Modulation of the activation of 4-(methylnitrosamino)-1-(3-pyridyl)-1-butanone by hamster liver microsomes to protein alkylating species

Abstract During incubation with hamster liver microsomes, the tobacco-specific N -nitrosamine, 4-(methylnitrosamino)-1-(3-pyridyl)-1-butanone (NNK) was metabolized by α-carbon hydroxylation, pyridine N -oxidation and carbonyl reduction. The modulation of the activation of NNK to intermediates, alkylating microsomal proteins, by some compounds related to tobacco smoke, P -450 inhibitors, thiol and alcohol compounds, has been determined. Binding of both the pyridyloxobutyl and the methyl moieties of NNK was inhibited by more than 40% by N ′-nitrosonornicotine or N -nitrosodimethylamine. In contrast, nicotine and 3-acetylpyridine inhibited only the binding of the pyridyloxobutyl moiety. Binding of both moieties of NNK was not inhibited by its deactivation metabolite, the NNK- N -oxide. Whereas the P -450 inhibitors metyrapone, [2-(diethylamino)ethyl 2,2-diphenyl pentenoate]hydrochloride and piperonyl butoxide inhibit the binding of the pyridyloxobutyl moiety selectively, carbon monoxide inhibits the binding of both moieties.

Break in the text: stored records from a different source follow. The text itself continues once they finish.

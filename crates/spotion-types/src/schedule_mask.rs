// Copyright (c) 2025 SOLARE S.R.O.
//
// This file is part of SpotION.
//
// Licensed under the Creative Commons Attribution-NonCommercial-NoDerivatives 4.0 International
// (CC BY-NC-ND 4.0). You may use and share this file for non-commercial purposes only and you may not
// create derivatives. See <https://creativecommons.org/licenses/by-nc-nd/4.0/>.
//
// This software is provided "AS IS", without warranty of any kind.
//
// For commercial licensing, please contact: info@solare.cz

//! Two-day on/off bitmaps for device schedules

use serde::{Deserialize, Serialize};
use thiserror::Error;

use crate::period::PERIODS_PER_DAY;

#[derive(Debug, Error, PartialEq)]
pub enum ScheduleMaskError {
    #[error("period index {0} out of range")]
    PeriodOutOfRange(usize),
    #[error("day mask must cover {expected} periods, got {actual}")]
    WrongLength { expected: usize, actual: usize },
}

/// Which of the two covered days an operation targets
#[derive(Debug, Clone, Copy, PartialEq, Eq, Serialize, Deserialize)]
pub enum ScheduleDay {
    Today,
    Tomorrow,
}

/// On/off state for every period of today and tomorrow
///
/// Both day masks always hold exactly 96 slots. At midnight the tomorrow
/// mask becomes today and a fresh all-off tomorrow takes its place.
#[derive(Debug, Clone, PartialEq, Serialize, Deserialize)]
pub struct ScheduleMask {
    today: Vec<bool>,
    tomorrow: Vec<bool>,
}

impl Default for ScheduleMask {
    fn default() -> Self {
        Self::new()
    }
}

impl ScheduleMask {
    /// All periods off on both days
    pub fn new() -> Self {
        Self {
            today: vec![false; PERIODS_PER_DAY],
            tomorrow: vec![false; PERIODS_PER_DAY],
        }
    }

    /// Rebuild a mask from previously persisted day vectors
    pub fn from_days(today: Vec<bool>, tomorrow: Vec<bool>) -> Result<Self, ScheduleMaskError> {
        for day in [&today, &tomorrow] {
            if day.len() != PERIODS_PER_DAY {
                return Err(ScheduleMaskError::WrongLength {
                    expected: PERIODS_PER_DAY,
                    actual: day.len(),
                });
            }
        }
        Ok(Self { today, tomorrow })
    }

    pub fn day(&self, day: ScheduleDay) -> &[bool] {
        match day {
            ScheduleDay::Today => &self.today,
            ScheduleDay::Tomorrow => &self.tomorrow,
        }
    }

    fn day_mut(&mut self, day: ScheduleDay) -> &mut Vec<bool> {
        match day {
            ScheduleDay::Today => &mut self.today,
            ScheduleDay::Tomorrow => &mut self.tomorrow,
        }
    }

    /// On/off state of one period, off when the index is out of range
    pub fn is_on(&self, day: ScheduleDay, period: usize) -> bool {
        self.day(day).get(period).copied().unwrap_or(false)
    }

    /// Switch a single period on or off
    pub fn set(&mut self, day: ScheduleDay, period: usize, on: bool) -> Result<(), ScheduleMaskError> {
        match self.day_mut(day).get_mut(period) {
            Some(slot) => {
                *slot = on;
                Ok(())
            }
            None => Err(ScheduleMaskError::PeriodOutOfRange(period)),
        }
    }

    /// Replace the full mask of one day
    pub fn set_full_day(&mut self, day: ScheduleDay, mask: &[bool]) -> Result<(), ScheduleMaskError> {
        if mask.len() != PERIODS_PER_DAY {
            return Err(ScheduleMaskError::WrongLength {
                expected: PERIODS_PER_DAY,
                actual: mask.len(),
            });
        }
        self.day_mut(day).copy_from_slice(mask);
        Ok(())
    }

    /// Midnight transition: tomorrow becomes today, tomorrow resets to all-off
    pub fn rollover(&mut self) {
        std::mem::swap(&mut self.today, &mut self.tomorrow);
        self.tomorrow.fill(false);
    }
}

#[cfg(test)]
mod tests {
    use super::*;

    #[test]
    fn test_new_mask_is_all_off() {
        let mask = ScheduleMask::new();
        assert!(mask.day(ScheduleDay::Today).iter().all(|on| !on));
        assert!(mask.day(ScheduleDay::Tomorrow).iter().all(|on| !on));
    }

    #[test]
    fn test_set_and_read_back() {
        let mut mask = ScheduleMask::new();
        mask.set(ScheduleDay::Tomorrow, 42, true).unwrap();
        assert!(mask.is_on(ScheduleDay::Tomorrow, 42));
        assert!(!mask.is_on(ScheduleDay::Today, 42));

        mask.set(ScheduleDay::Tomorrow, 42, false).unwrap();
        assert!(!mask.is_on(ScheduleDay::Tomorrow, 42));
    }

    #[test]
    fn test_set_rejects_out_of_range() {
        let mut mask = ScheduleMask::new();
        assert_eq!(
            mask.set(ScheduleDay::Today, 96, true).unwrap_err(),
            ScheduleMaskError::PeriodOutOfRange(96)
        );
        // Out-of-range reads are simply off
        assert!(!mask.is_on(ScheduleDay::Today, 200));
    }

    #[test]
    fn test_set_full_day_requires_96_slots() {
        let mut mask = ScheduleMask::new();
        let short = vec![true; 24];
        assert_eq!(
            mask.set_full_day(ScheduleDay::Today, &short).unwrap_err(),
            ScheduleMaskError::WrongLength {
                expected: 96,
                actual: 24
            }
        );

        let mut full = vec![false; 96];
        full[10] = true;
        mask.set_full_day(ScheduleDay::Today, &full).unwrap();
        assert!(mask.is_on(ScheduleDay::Today, 10));
    }

    #[test]
    fn test_rollover_promotes_tomorrow() {
        let mut mask = ScheduleMask::new();
        mask.set(ScheduleDay::Today, 1, true).unwrap();
        mask.set(ScheduleDay::Tomorrow, 7, true).unwrap();

        mask.rollover();

        assert!(mask.is_on(ScheduleDay::Today, 7));
        assert!(!mask.is_on(ScheduleDay::Today, 1));
        assert!(mask.day(ScheduleDay::Tomorrow).iter().all(|on| !on));
    }
}
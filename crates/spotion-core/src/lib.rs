// Copyright (c) 2025 SOLARE S.R.O.
//
// This file is part of SpotION.
//
// Licensed under the Creative Commons Attribution-NonCommercial-NoDerivatives 4.0 International
// (CC BY-NC-ND 4.0). You may use and share this file for non-commercial purposes only and you may not
// create derivatives. See <https://creativecommons.org/licenses/by-nc-nd/4.0/>.
//
// This software is provided "AS IS", without warranty of any kind.
//
// For commercial licensing, please contact: info@solare.cz

//! SpotION core scheduling engine
//!
//! Keeps a rolling two-day cache of quarter-hour electricity prices,
//! computes cost-minimizing run windows and drives on/off device
//! schedules from them. Provider and device integrations plug in
//! through the traits in [`traits`]; everything else runs as ECS
//! resources, components and systems registered by
//! [`plugin::SpotionCorePlugin`].

pub mod async_systems;
pub mod messages;
pub mod optimizer;
pub mod persist;
pub mod plugin;
pub mod price_store;
pub mod resources;
pub mod schedules;
pub mod storage;
pub mod sync;
pub mod traits;

pub use messages::{
    DeviceAssociated, NewPricesAvailable, PeriodChanged, PricesChanged, ScheduleChanged,
};
pub use persist::StateStore;
pub use plugin::SpotionCorePlugin;
pub use price_store::PriceStore;
pub use resources::{
    DeviceSinkRegistry, PriceProviderResource, PriceStoreResource, SchedulerConfig,
    StateStoreResource,
};
pub use sync::PriceSync;
pub use traits::{DeviceSink, PriceProvider, ProviderDayPrices, ProviderError};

Metyrapone reduced α-carbon hydroxylation but not pyridine N -oxidation, suggesting that in hamster livers pyridine N -oxidation is not mediated by P -450-dependent monooxygenases. The binding of the pyridyloxobutyl and methyl moieties was partially dependent on the presence of NADPH in the incubation mixture. Glutathione had no effect on the metabolism of NNK but inhibited the enzymatic and non-enzymatic binding of its pyridyloxobutyl moiety. It is concluded that the binding of NNK-derived intermediates to cellular proteins is inhibited by various substances present in tobacco smoke and by inhibitors of P -450 monooxygenases. Only part of this binding is enzymatically mediated.